Research should cobenefit humans, communities, society and environment. Social value could mean prioritising more low-tech research rather than energy-hungry data analyses, especially when low-tech research is likely to produce positive health benefits that are equal or greater than high-tech. For example, addressing social, economic, commercial and political determinants of health is likely less impactful on the environment. This is because it is often based on preventive medicine and low-tech interventions, rather than high-tech, reactive solutions that may only lead to benefit for the few who have access to medical infrastructures and sophisticated medical care.

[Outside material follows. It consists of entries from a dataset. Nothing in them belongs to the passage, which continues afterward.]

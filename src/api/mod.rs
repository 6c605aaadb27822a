mod error;

use std::sync::Arc;

use axum::{
    Router,
    extract::{FromRequest, Json, State},
    http::{HeaderValue, StatusCode, header},
    response::{IntoResponse, Response},
    routing::{get, post},
};
use serde::{Deserialize, Serialize};
use serde_json::Value;
use tokio::net::TcpListener;
use tower_http::{
    cors::{AllowOrigin, Any, CorsLayer},
    services::{ServeDir, ServeFile},
    trace::TraceLayer,
};

use crate::config::Config;
use crate::core::{
    Document, Entry, FixedAmounts, Investment, NewEntry, NewInvestment, add_expense, add_income,
    add_investment, normalize_entry_name, normalize_investment_name, remove_expense,
    remove_income, remove_investment, replace_expenses, update_expense, update_fixed,
};
use crate::store::JsonStore;

pub use error::{ApiError, ApiResult};

const PAGES: [(&str, &str); 5] = [
    ("/", "index.html"),
    ("/ganhos", "ganhos.html"),
    ("/gastos", "gastos.html"),
    ("/investimentos", "investimentos.html"),
    ("/saldo", "saldo.html"),
];

#[derive(Clone)]
pub struct AppState {
    pub store: Arc<JsonStore>,
}

impl AppState {
    pub fn new(store: JsonStore) -> Self {
        Self {
            store: Arc::new(store),
        }
    }
}

/// `Json` extractor whose rejections come back in the API error shape.
#[derive(FromRequest)]
#[from_request(via(Json), rejection(ApiError))]
struct ApiJson<T>(T);

#[derive(Serialize)]
struct SuccessResponse<T> {
    status: &'static str,
    dados: T,
}

/// Body shared by every income/expense endpoint; each one picks the fields it needs.
#[derive(Debug, Default, Deserialize)]
#[serde(default)]
struct EntryPayload {
    #[serde(rename = "nome")]
    name: Option<String>,
    #[serde(rename = "valor")]
    amount: Option<f64>,
    #[serde(rename = "data")]
    date: Option<String>,
}

impl EntryPayload {
    fn normalized_name(&self) -> Option<String> {
        self.name
            .as_deref()
            .map(normalize_entry_name)
            .filter(|name| !name.is_empty())
    }

    fn into_new_entry(self, today: impl FnOnce() -> String) -> ApiResult<NewEntry> {
        let (Some(name), Some(amount)) = (self.normalized_name(), self.amount) else {
            return Err(ApiError::missing_fields());
        };
        require_finite(&[amount])?;
        Ok(NewEntry {
            name,
            amount,
            date: date_or_today(self.date, today),
        })
    }

    fn into_removal_key(self) -> ApiResult<(String, String)> {
        let name = self.normalized_name();
        match (name, self.date.filter(|date| !date.is_empty())) {
            (Some(name), Some(date)) => Ok((name, date)),
            _ => Err(ApiError::BadRequest(
                "Nome e data são obrigatórios".to_string(),
            )),
        }
    }

    fn into_amount_update(self) -> ApiResult<(String, f64)> {
        match (self.normalized_name(), self.amount) {
            (Some(name), Some(amount)) => {
                require_finite(&[amount])?;
                Ok((name, amount))
            }
            _ => Err(ApiError::missing_fields()),
        }
    }
}

#[derive(Debug, Default, Deserialize)]
#[serde(default)]
struct InvestmentPayload {
    #[serde(rename = "nome")]
    name: Option<String>,
    #[serde(rename = "tipo")]
    kind: Option<String>,
    #[serde(rename = "quantidade")]
    quantity: Option<f64>,
    #[serde(rename = "valor")]
    amount: Option<f64>,
    #[serde(rename = "data")]
    date: Option<String>,
}

impl InvestmentPayload {
    fn key(&self) -> (Option<String>, Option<String>) {
        let name = self
            .name
            .as_deref()
            .map(normalize_investment_name)
            .filter(|name| !name.is_empty());
        let kind = self.kind.clone().filter(|kind| !kind.is_empty());
        (name, kind)
    }

    fn into_new_investment(self, today: impl FnOnce() -> String) -> ApiResult<NewInvestment> {
        let (Some(name), Some(kind)) = self.key() else {
            return Err(ApiError::missing_fields());
        };
        let (Some(quantity), Some(amount)) = (self.quantity, self.amount) else {
            return Err(ApiError::missing_fields());
        };
        require_finite(&[quantity, amount])?;
        Ok(NewInvestment {
            name,
            kind,
            quantity,
            amount,
            date: date_or_today(self.date, today),
        })
    }

    fn into_removal_key(self) -> ApiResult<(String, String)> {
        match self.key() {
            (Some(name), Some(kind)) => Ok((name, kind)),
            _ => Err(ApiError::BadRequest(
                "Nome e tipo são obrigatórios".to_string(),
            )),
        }
    }
}

#[derive(Debug, Default, Deserialize)]
#[serde(default)]
struct ReplaceExpensesPayload {
    dados: Option<Value>,
}

impl ReplaceExpensesPayload {
    fn into_expenses(self) -> ApiResult<Vec<Entry>> {
        match self.dados {
            Some(items @ Value::Array(_)) => {
                let expenses: Vec<Entry> = serde_json::from_value(items)
                    .map_err(|e| ApiError::BadRequest(format!("Itens de dados inválidos: {e}")))?;
                if !expenses.iter().all(|expense| expense.amount.is_finite()) {
                    return Err(ApiError::non_finite());
                }
                Ok(expenses)
            }
            _ => Err(ApiError::BadRequest(
                "O campo dados deve ser uma lista".to_string(),
            )),
        }
    }
}

#[derive(Debug, Default, Deserialize)]
#[serde(default)]
struct FixedPayload {
    #[serde(rename = "ganhos")]
    income_total: Option<f64>,
    #[serde(rename = "gastos")]
    expense_total: Option<f64>,
}

impl FixedPayload {
    fn into_fixed(self) -> ApiResult<FixedAmounts> {
        match (self.income_total, self.expense_total) {
            (Some(income_total), Some(expense_total)) => {
                require_finite(&[income_total, expense_total])?;
                Ok(FixedAmounts {
                    income_total,
                    expense_total,
                })
            }
            _ => Err(ApiError::missing_fields()),
        }
    }
}

fn require_finite(values: &[f64]) -> ApiResult<()> {
    if values.iter().all(|value| value.is_finite()) {
        Ok(())
    } else {
        Err(ApiError::non_finite())
    }
}

fn date_or_today(date: Option<String>, today: impl FnOnce() -> String) -> String {
    date.filter(|date| !date.is_empty()).unwrap_or_else(today)
}

fn today() -> String {
    chrono::Local::now().format("%Y-%m-%d").to_string()
}

pub fn app_router(state: AppState, config: &Config) -> Router {
    let api = Router::new()
        .route("/api/dados", get(document_handler))
        .route("/api/adicionar_ganho", post(add_income_handler))
        .route("/api/remover_ganho", post(remove_income_handler))
        .route("/api/adicionar_investimento", post(add_investment_handler))
        .route("/api/remover_investimento", post(remove_investment_handler))
        .route("/api/adicionar_gasto", post(add_expense_handler))
        .route("/api/atualizar_gasto", post(update_expense_handler))
        .route("/api/remover_gasto", post(remove_expense_handler))
        .route("/api/atualizar_gastos", post(replace_expenses_handler))
        .route("/api/atualizar_fixos", post(update_fixed_handler))
        .with_state(state);

    let pages = PAGES
        .iter()
        .fold(Router::new(), |router, (path, file)| {
            router.route_service(path, ServeFile::new(config.templates_dir.join(file)))
        })
        .nest_service("/static", ServeDir::new(&config.static_dir));

    api.merge(pages)
        .fallback(not_found_handler)
        .layer(cors_layer(config))
        .layer(TraceLayer::new_for_http())
}

fn cors_layer(config: &Config) -> CorsLayer {
    let layer = CorsLayer::new().allow_methods(Any).allow_headers(Any);
    if config.allows_any_origin() {
        return layer.allow_origin(Any);
    }
    let origins = config
        .cors_allow
        .iter()
        .filter_map(|origin| match origin.trim().parse::<HeaderValue>() {
            Ok(value) => Some(value),
            Err(_) => {
                tracing::warn!(%origin, "ignoring invalid CORS origin");
                None
            }
        })
        .collect::<Vec<_>>();
    layer.allow_origin(AllowOrigin::list(origins))
}

pub async fn run_http_server(config: Config) -> std::io::Result<()> {
    let store = JsonStore::new(&config.data_file);
    tracing::info!(path = %store.path().display(), "using data file");
    let app = app_router(AppState::new(store), &config);

    let listener = TcpListener::bind(config.listen_addr).await?;
    tracing::info!("Finance API listening on http://{}", config.listen_addr);

    axum::serve(listener, app).await
}

async fn not_found_handler() -> Response {
    ApiError::NotFound("Não encontrado".to_string()).into_response()
}

async fn document_handler(State(state): State<AppState>) -> ApiResult<Response> {
    let document: Document = state.store.read().await?;
    Ok(json_response(StatusCode::OK, document))
}

async fn add_income_handler(
    State(state): State<AppState>,
    ApiJson(payload): ApiJson<EntryPayload>,
) -> ApiResult<Response> {
    let new = payload.into_new_entry(today)?;
    let incomes = state
        .store
        .update(|doc| -> ApiResult<_> { Ok(add_income(doc, new).to_vec()) })
        .await?;
    tracing::info!(count = incomes.len(), "income added");
    Ok(success(incomes))
}

async fn remove_income_handler(
    State(state): State<AppState>,
    ApiJson(payload): ApiJson<EntryPayload>,
) -> ApiResult<Response> {
    let (name, date) = payload.into_removal_key()?;
    let incomes = state
        .store
        .update(|doc| -> ApiResult<_> { Ok(remove_income(doc, &name, &date).to_vec()) })
        .await?;
    tracing::info!(%name, %date, remaining = incomes.len(), "income removed");
    Ok(success(incomes))
}

async fn add_investment_handler(
    State(state): State<AppState>,
    ApiJson(payload): ApiJson<InvestmentPayload>,
) -> ApiResult<Response> {
    let new = payload.into_new_investment(today)?;
    let investments = state
        .store
        .update(|doc| -> ApiResult<_> { Ok(add_investment(doc, new)?.to_vec()) })
        .await?;
    tracing::info!(count = investments.len(), "investment recorded");
    Ok(success(investments))
}

async fn remove_investment_handler(
    State(state): State<AppState>,
    ApiJson(payload): ApiJson<InvestmentPayload>,
) -> ApiResult<Response> {
    let (name, kind) = payload.into_removal_key()?;
    let investments: Vec<Investment> = state
        .store
        .update(|doc| -> ApiResult<_> { Ok(remove_investment(doc, &name, &kind).to_vec()) })
        .await?;
    tracing::info!(%name, %kind, remaining = investments.len(), "investment removed");
    Ok(success(investments))
}

async fn add_expense_handler(
    State(state): State<AppState>,
    ApiJson(payload): ApiJson<EntryPayload>,
) -> ApiResult<Response> {
    let new = payload.into_new_entry(today)?;
    let expenses = state
        .store
        .update(|doc| -> ApiResult<_> { Ok(add_expense(doc, new).to_vec()) })
        .await?;
    tracing::info!(count = expenses.len(), "expense added");
    Ok(success(expenses))
}

async fn update_expense_handler(
    State(state): State<AppState>,
    ApiJson(payload): ApiJson<EntryPayload>,
) -> ApiResult<Response> {
    let (name, amount) = payload.into_amount_update()?;
    let expenses = state
        .store
        .update(|doc| -> ApiResult<_> { Ok(update_expense(doc, &name, amount)?.to_vec()) })
        .await?;
    tracing::info!(%name, amount, "expense updated");
    Ok(success(expenses))
}

async fn remove_expense_handler(
    State(state): State<AppState>,
    ApiJson(payload): ApiJson<EntryPayload>,
) -> ApiResult<Response> {
    let (name, date) = payload.into_removal_key()?;
    let expenses = state
        .store
        .update(|doc| -> ApiResult<_> { Ok(remove_expense(doc, &name, &date).to_vec()) })
        .await?;
    tracing::info!(%name, %date, remaining = expenses.len(), "expense removed");
    Ok(success(expenses))
}

async fn replace_expenses_handler(
    State(state): State<AppState>,
    ApiJson(payload): ApiJson<ReplaceExpensesPayload>,
) -> ApiResult<Response> {
    let replacement = payload.into_expenses()?;
    let expenses = state
        .store
        .update(|doc| -> ApiResult<_> { Ok(replace_expenses(doc, replacement).to_vec()) })
        .await?;
    tracing::info!(count = expenses.len(), "expenses replaced");
    Ok(success(expenses))
}

async fn update_fixed_handler(
    State(state): State<AppState>,
    ApiJson(payload): ApiJson<FixedPayload>,
) -> ApiResult<Response> {
    let fixed = payload.into_fixed()?;
    let fixed = state
        .store
        .update(|doc| -> ApiResult<_> { Ok(update_fixed(doc, fixed)) })
        .await?;
    tracing::info!(
        income_total = fixed.income_total,
        expense_total = fixed.expense_total,
        "fixed amounts updated"
    );
    Ok(success(fixed))
}

fn success<T: Serialize>(dados: T) -> Response {
    json_response(
        StatusCode::OK,
        SuccessResponse {
            status: "sucesso",
            dados,
        },
    )
}

fn json_response<T: Serialize>(status: StatusCode, body: T) -> Response {
    let mut response = (status, Json(body)).into_response();
    response
        .headers_mut()
        .insert(header::CACHE_CONTROL, HeaderValue::from_static("no-store"));
    response
}
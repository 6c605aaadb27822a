use axum::{
    extract::rejection::JsonRejection,
    http::StatusCode,
    response::{IntoResponse, Response},
};
use serde::Serialize;
use thiserror::Error;

use super::json_response;
use crate::core::LedgerError;
use crate::store::StoreError;

pub(crate) const MISSING_FIELDS: &str = "Campos obrigatórios faltando";
pub(crate) const NON_FINITE: &str = "Valores numéricos devem ser finitos";

#[derive(Debug, Error)]
pub enum ApiError {
    #[error("{0}")]
    BadRequest(String),
    #[error("{0}")]
    NotFound(String),
    #[error(transparent)]
    Store(#[from] StoreError),
}

pub type ApiResult<T> = Result<T, ApiError>;

impl ApiError {
    pub(crate) fn missing_fields() -> Self {
        ApiError::BadRequest(MISSING_FIELDS.to_string())
    }

    pub(crate) fn non_finite() -> Self {
        ApiError::BadRequest(NON_FINITE.to_string())
    }
}

impl From<LedgerError> for ApiError {
    fn from(err: LedgerError) -> Self {
        match err {
            LedgerError::ExpenseNotFound(_) => ApiError::NotFound(err.to_string()),
            LedgerError::AmountOutOfRange(_) => ApiError::BadRequest(err.to_string()),
        }
    }
}

impl From<JsonRejection> for ApiError {
    fn from(rejection: JsonRejection) -> Self {
        ApiError::BadRequest(format!("Corpo JSON inválido: {}", rejection.body_text()))
    }
}

#[derive(Serialize)]
struct ErrorBody {
    status: &'static str,
    mensagem: String,
}

impl IntoResponse for ApiError {
    fn into_response(self) -> Response {
        let status = match &self {
            ApiError::BadRequest(_) => StatusCode::BAD_REQUEST,
            ApiError::NotFound(_) => StatusCode::NOT_FOUND,
            ApiError::Store(_) => StatusCode::INTERNAL_SERVER_ERROR,
        };
        if status.is_server_error() {
            tracing::error!(error = %self, "data store failure");
        } else {
            tracing::warn!(status = status.as_u16(), reason = %self, "request rejected");
        }
        json_response(
            status,
            ErrorBody {
                status: "erro",
                mensagem: self.to_string(),
            },
        )
    }
}
use thiserror::Error;

use super::types::{Document, Entry, FixedAmounts, Investment, NewEntry, NewInvestment};

#[derive(Debug, Error, PartialEq)]
pub enum LedgerError {
    #[error("Gasto não encontrado")]
    ExpenseNotFound(String),
    #[error("Valor fora do intervalo permitido para {0}")]
    AmountOutOfRange(String),
}

/// Income and expense names are only trimmed.
pub fn normalize_entry_name(name: &str) -> String {
    name.trim().to_string()
}

/// Investment names are compared and stored uppercased, without trimming.
pub fn normalize_investment_name(name: &str) -> String {
    name.to_uppercase()
}

pub fn add_income(doc: &mut Document, new: NewEntry) -> &[Entry] {
    doc.incomes.push(entry_from(new));
    &doc.incomes
}

pub fn remove_income<'a>(doc: &'a mut Document, name: &str, date: &str) -> &'a [Entry] {
    remove_entries(&mut doc.incomes, name, date);
    &doc.incomes
}

pub fn add_expense(doc: &mut Document, new: NewEntry) -> &[Entry] {
    doc.expenses.push(entry_from(new));
    &doc.expenses
}

pub fn remove_expense<'a>(doc: &'a mut Document, name: &str, date: &str) -> &'a [Entry] {
    remove_entries(&mut doc.expenses, name, date);
    &doc.expenses
}

/// Overwrites the amount of the first expense whose name matches
/// case-insensitively. Later matches are left alone.
pub fn update_expense<'a>(
    doc: &'a mut Document,
    name: &str,
    amount: f64,
) -> Result<&'a [Entry], LedgerError> {
    let wanted = name.to_lowercase();
    let target = doc
        .expenses
        .iter_mut()
        .find(|expense| expense.name.to_lowercase() == wanted)
        .ok_or_else(|| LedgerError::ExpenseNotFound(name.to_string()))?;
    target.amount = amount;
    Ok(&doc.expenses)
}

pub fn replace_expenses(doc: &mut Document, expenses: Vec<Entry>) -> &[Entry] {
    doc.expenses = expenses;
    &doc.expenses
}

/// Merges into an existing (name, kind) position when there is one,
/// otherwise appends. The merged position takes the new date.
///
/// Totals that would stop being finite are rejected and leave the position
/// as it was; JSON has no representation for them.
pub fn add_investment(
    doc: &mut Document,
    new: NewInvestment,
) -> Result<&[Investment], LedgerError> {
    match doc
        .investments
        .iter_mut()
        .find(|inv| inv.name == new.name && inv.kind == new.kind)
    {
        Some(existing) => {
            let quantity = existing.quantity + new.quantity;
            let amount = existing.amount + new.amount;
            if !(quantity.is_finite() && amount.is_finite()) {
                return Err(LedgerError::AmountOutOfRange(new.name));
            }
            existing.quantity = quantity;
            existing.amount = amount;
            existing.date = new.date;
        }
        None => {
            if !(new.quantity.is_finite() && new.amount.is_finite()) {
                return Err(LedgerError::AmountOutOfRange(new.name));
            }
            doc.investments.push(Investment {
                name: new.name,
                kind: new.kind,
                quantity: new.quantity,
                amount: new.amount,
                date: new.date,
                extra: Default::default(),
            });
        }
    }
    Ok(&doc.investments)
}

pub fn remove_investment<'a>(doc: &'a mut Document, name: &str, kind: &str) -> &'a [Investment] {
    doc.investments.retain(|inv| !(inv.name == name && inv.kind == kind));
    &doc.investments
}

pub fn update_fixed(doc: &mut Document, fixed: FixedAmounts) -> FixedAmounts {
    doc.fixed = fixed;
    doc.fixed
}

fn entry_from(new: NewEntry) -> Entry {
    Entry {
        name: new.name,
        amount: new.amount,
        date: new.date,
        extra: Default::default(),
    }
}

fn remove_entries(entries: &mut Vec<Entry>, name: &str, date: &str) {
    entries.retain(|entry| !(entry.name == name && entry.date == date));
}
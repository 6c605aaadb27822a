mod ledger;
mod types;

pub use ledger::{
    LedgerError, add_expense, add_income, add_investment, normalize_entry_name,
    normalize_investment_name, remove_expense, remove_income, remove_investment,
    replace_expenses, update_expense, update_fixed,
};
pub use types::{Document, Entry, FixedAmounts, Investment, NewEntry, NewInvestment};
//! DeviceState - Zustand der Indikator-LED
//!
//! Reiner Zustand ohne Hardware-Dependencies. Die Pin-Ansteuerung
//! übernimmt der Indicator-Wrapper in publisher-firmware.

use crate::types::Message;

/// An/Aus-Zustand der Indikator-LED
///
/// Wird nur von den Trigger-Quellen (Button-Poller, HTTP-Handler)
/// mutiert; lesen darf jeder.
#[derive(Debug, Clone, Copy, Default, PartialEq, Eq)]
pub struct DeviceState {
    on: bool,
}

impl DeviceState {
    pub const fn new() -> Self {
        Self { on: false }
    }

    pub fn is_on(&self) -> bool {
        self.on
    }

    pub fn set(&mut self, on: bool) {
        self.on = on;
    }

    /// Invertiert den Zustand und liefert den neuen Wert
    pub fn toggle(&mut self) -> bool {
        self.on = !self.on;
        self.on
    }

    /// Statustext für `/led/status`
    pub fn status_text(&self) -> &'static str {
        if self.on { "LED is ON" } else { "LED is OFF" }
    }

    /// Zustands-spezifische Meldung die der Button-Poller sofort
    /// nach dem Toggle über alle Transporte schickt
    pub fn button_message(&self) -> Message {
        Message::new(if self.on {
            "Button pressed-LED turned ON"
        } else {
            "Button pressed-LED turned OFF"
        })
    }
}

#[cfg(test)]
mod tests {
    use super::*;

    #[test]
    fn test_starts_off() {
        let state = DeviceState::new();
        assert!(!state.is_on());
        assert_eq!(state.status_text(), "LED is OFF");
    }

    #[test]
    fn test_toggle_roundtrip() {
        let mut state = DeviceState::new();
        assert!(state.toggle());
        assert!(!state.toggle());
    }

    #[test]
    fn test_set_is_unconditional() {
        let mut state = DeviceState::new();
        state.set(true);
        state.set(true);
        assert!(state.is_on());
        assert_eq!(state.status_text(), "LED is ON");
    }

    #[test]
    fn test_button_message_follows_state() {
        let mut state = DeviceState::new();
        state.toggle();
        assert_eq!(state.button_message().as_str(), "Button pressed-LED turned ON");
        state.toggle();
        assert_eq!(state.button_message().as_str(), "Button pressed-LED turned OFF");
    }
}
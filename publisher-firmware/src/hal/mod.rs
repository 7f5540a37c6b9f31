// Hardware Abstraction Layer (HAL) Module
//
// Dieses Modul kapselt Hardware-Zugriffe: die Status-LED mit
// gekoppeltem Gerätezustand und den SX127x LoRa-Transceiver.

pub mod indicator;
pub mod sx127x;

pub use indicator::Indicator;
pub use sx127x::{Sx127x, Sx127xError};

Respect for persons, communities and the environment

For data-driven health research, respect for persons and communities entails respecting all of those affected by the research. It involves community and individual engagement, the availability of readable and digestible information, transparency on how the data are regulated and the protections in place for individuals and communities whose data may be used, and accountability pathways. 53 This can be collected and published online in an easily searchable database. Moreover, how this is used should be part of open-access articles and reports for the benefit of those in the broader scientific community.

Respect for the environment includes awareness of the environmental impact of the research and taking steps to reduce this. At one level, this could involve, for example, optimising algorithms to ensure they have as minimal impact on resource use and carbon emissions or choosing data centres with considerations of sustainability in mind (eg, if the energy they use to power them is ‘dirty’ or ‘clean’, non-renewable or renewable). A range of calculators can help researchers assess the environmental impact of their data-driven practices, and there are various guidelines and frameworks to assist. 68 At a higher level, as researchers use more data, consumption and environmental impact will increase and this must be considered. Respecting the environment means minimising our data use as much as feasibly possible.

For data-driven health research, this refers to, for example, the fair collection, storage, use, linkage and sharing of data, 53 as well as attention to equity and benefit sharing of research outcomes. Consideration must also be given to environment-related harms. This includes those involved in mining minerals used in digital technologies, manufacturing them and recycling/disposing of them. This also includes aspects of social justice, for example, questioning the inequalities associated with the use of turks to analyse data. Justice must also consider how research results will be used in terms of the long-term implications and carbon expenditures.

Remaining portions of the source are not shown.